(Collected data)
· · · ·
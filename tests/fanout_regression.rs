//! Fan-out completeness: every published event reaches every client of every
//! subscribing topic, in the documented envelope, unless the client's sink
//! overflowed.

use chrono::Utc;
use uuid::Uuid;

use enms_analytics::events::{BusEvent, TrainingMetrics, WsTopic};
use enms_analytics::types::{AnomalySeverity, AnomalyType, JobStatus};
use enms_analytics::ws::{FanoutRegistry, CLIENT_QUEUE_CAPACITY};

fn anomaly_event() -> BusEvent {
    BusEvent::AnomalyDetected {
        machine_id: "Compressor-1".into(),
        metric: "power_kw".into(),
        value: 95.0,
        expected: 71.0,
        severity: AnomalySeverity::Critical,
        anomaly_type: AnomalyType::Spike,
        confidence: 0.93,
        timestamp: Utc::now(),
        published_at: Utc::now(),
    }
}

fn training_completed() -> BusEvent {
    BusEvent::TrainingCompleted {
        job_id: Uuid::new_v4(),
        status: JobStatus::Succeeded,
        metrics: Some(TrainingMetrics {
            model_version: 4,
            r_squared: 0.92,
            rmse: 1.8,
            mae: 1.3,
        }),
        error_message: None,
        published_at: Utc::now(),
    }
}

#[tokio::test]
async fn every_subscribing_client_receives_the_event() {
    let registry = FanoutRegistry::new(64);
    let mut dash_a = registry.register(WsTopic::Dashboard, "dash-a").unwrap();
    let mut dash_b = registry.register(WsTopic::Dashboard, "dash-b").unwrap();
    let mut anomalies = registry.register(WsTopic::Anomalies, "anom").unwrap();
    let mut events = registry.register(WsTopic::Events, "events").unwrap();

    registry.dispatch(&anomaly_event());

    for rx in [&mut dash_a, &mut dash_b, &mut anomalies] {
        let frame: serde_json::Value =
            serde_json::from_str(&rx.try_recv().expect("frame expected")).unwrap();
        assert_eq!(frame["type"], "anomaly.detected");
        assert_eq!(frame["data"]["machine_id"], "Compressor-1");
        assert_eq!(frame["data"]["severity"], "critical");
    }
    // the events topic only carries system alerts
    assert!(events.try_recv().is_err());
}

#[tokio::test]
async fn dashboard_sees_completed_training_as_model_updated() {
    let registry = FanoutRegistry::new(64);
    let mut dashboard = registry.register(WsTopic::Dashboard, "d").unwrap();
    let mut training = registry.register(WsTopic::Training, "t").unwrap();

    registry.dispatch(&training_completed());

    let dash_frame: serde_json::Value =
        serde_json::from_str(&dashboard.try_recv().unwrap()).unwrap();
    let train_frame: serde_json::Value =
        serde_json::from_str(&training.try_recv().unwrap()).unwrap();

    assert_eq!(dash_frame["type"], "model_updated");
    assert_eq!(train_frame["type"], "training.completed");
    // same payload under both envelopes
    assert_eq!(
        dash_frame["data"]["metrics"]["r_squared"],
        train_frame["data"]["metrics"]["r_squared"]
    );
}

#[tokio::test]
async fn per_client_order_is_preserved() {
    let registry = FanoutRegistry::new(64);
    let mut rx = registry.register(WsTopic::Training, "ordered").unwrap();

    for version in 1..=5 {
        registry.dispatch(&BusEvent::TrainingProgress {
            job_id: Uuid::nil(),
            progress_pct: f64::from(version) * 20.0,
            status: JobStatus::Running,
            message: None,
            published_at: Utc::now(),
        });
    }

    let mut last = -1.0;
    for _ in 0..5 {
        let frame: serde_json::Value = serde_json::from_str(&rx.try_recv().unwrap()).unwrap();
        let pct = frame["data"]["progress_pct"].as_f64().unwrap();
        assert!(pct > last, "frames out of order");
        last = pct;
    }
}

#[tokio::test]
async fn overflow_drops_only_the_slow_client() {
    let registry = FanoutRegistry::new(64);
    let _slow = registry.register(WsTopic::Anomalies, "slow").unwrap(); // never drained
    let mut fast = registry.register(WsTopic::Anomalies, "fast").unwrap();

    for _ in 0..=CLIENT_QUEUE_CAPACITY {
        registry.dispatch(&anomaly_event());
        // the fast client keeps draining
        while fast.try_recv().is_ok() {}
    }

    // slow was dropped at overflow; fast is still registered
    assert_eq!(registry.connection_count(), 1);
    registry.dispatch(&anomaly_event());
    assert!(fast.try_recv().is_ok());
}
· · · ·
Each line of the data must come back exactly as written.

filename tests/fanout_regression.rs
//! Fan-out completeness: every published event reaches every client of every
//! subscribing topic, in the documented envelope, unless the client's sink
//! overflowed.

use chrono::Utc;
use uuid::Uuid;

use enms_analytics::events::{BusEvent, TrainingMetrics, WsTopic};
use enms_analytics::types::{AnomalySeverity, AnomalyType, JobStatus};
use enms_analytics::ws::{FanoutRegistry, CLIENT_QUEUE_CAPACITY};

fn anomaly_event() -> BusEvent {
    BusEvent::AnomalyDetected {
        machine_id: "Compressor-1".into(),
        metric: "power_kw".into(),
        value: 95.0,
        expected: 71.0,
        severity: AnomalySeverity::Critical,
        anomaly_type: AnomalyType::Spike,
        confidence: 0.93,
        timestamp: Utc::now(),
        published_at: Utc::now(),
    }
}

fn training_completed() -> BusEvent {
    BusEvent::TrainingCompleted {
        job_id: Uuid::new_v4(),
        status: JobStatus::Succeeded,
        metrics: Some(TrainingMetrics {
            model_version: 4,
            r_squared: 0.92,
            rmse: 1.8,
            mae: 1.3,
        }),
        error_message: None,
        published_at: Utc::now(),
    }
}

#[tokio::test]
async fn every_subscribing_client_receives_the_event() {
    let registry = FanoutRegistry::new(64);
    let mut dash_a = registry.register(WsTopic::Dashboard, "dash-a").unwrap();
    let mut dash_b = registry.register(WsTopic::Dashboard, "dash-b").unwrap();
    let mut anomalies = registry.register(WsTopic::Anomalies, "anom").unwrap();
    let mut events = registry.register(WsTopic::Events, "events").unwrap();

    registry.dispatch(&anomaly_event());

    for rx in [&mut dash_a, &mut dash_b, &mut anomalies] {
        let frame: serde_json::Value =
            serde_json::from_str(&rx.try_recv().expect("frame expected")).unwrap();
        assert_eq!(frame["type"], "anomaly.detected");
        assert_eq!(frame["data"]["machine_id"], "Compressor-1");
        assert_eq!(frame["data"]["severity"], "critical");
    }
    // the events topic only carries system alerts
    assert!(events.try_recv().is_err());
}

#[tokio::test]
async fn dashboard_sees_completed_training_as_model_updated() {
    let registry = FanoutRegistry::new(64);
    let mut dashboard = registry.register(WsTopic::Dashboard, "d").unwrap();
    let mut training = registry.register(WsTopic::Training, "t").unwrap();

    registry.dispatch(&training_completed());

    let dash_frame: serde_json::Value =
        serde_json::from_str(&dashboard.try_recv().unwrap()).unwrap();
    let train_frame: serde_json::Value =
        serde_json::from_str(&training.try_recv().unwrap()).unwrap();

    assert_eq!(dash_frame["type"], "model_updated");
    assert_eq!(train_frame["type"], "training.completed");
    // same payload under both envelopes
    assert_eq!(
        dash_frame["data"]["metrics"]["r_squared"],
        train_frame["data"]["metrics"]["r_squared"]
    );
}

#[tokio::test]
async fn per_client_order_is_preserved() {
    let registry = FanoutRegistry::new(64);
    let mut rx = registry.register(WsTopic::Training, "ordered").unwrap();

    for version in 1..=5 {
        registry.dispatch(&BusEvent::TrainingProgress {
            job_id: Uuid::nil(),
            progress_pct: f64::from(version) * 20.0,
            status: JobStatus::Running,
            message: None,
            published_at: Utc::now(),
        });
    }

    let mut last = -1.0;
    for _ in 0..5 {
        let frame: serde_json::Value = serde_json::from_str(&rx.try_recv().unwrap()).unwrap();
        let pct = frame["data"]["progress_pct"].as_f64().unwrap();
        assert!(pct > last, "frames out of order");
        last = pct;
    }
}

#[tokio::test]
async fn overflow_drops_only_the_slow_client() {
    let registry = FanoutRegistry::new(64);
    let _slow = registry.register(WsTopic::Anomalies, "slow").unwrap(); // never drained
    let mut fast = registry.register(WsTopic::Anomalies, "fast").unwrap();

    for _ in 0..=CLIENT_QUEUE_CAPACITY {
        registry.dispatch(&anomaly_event());
        // the fast client keeps draining
        while fast.try_recv().is_ok() {}
    }

    // slow was dropped at overflow; fast is still registered
    assert_eq!(registry.connection_count(), 1);
    registry.dispatch(&anomaly_event());
    assert!(fast.try_recv().is_ok());
}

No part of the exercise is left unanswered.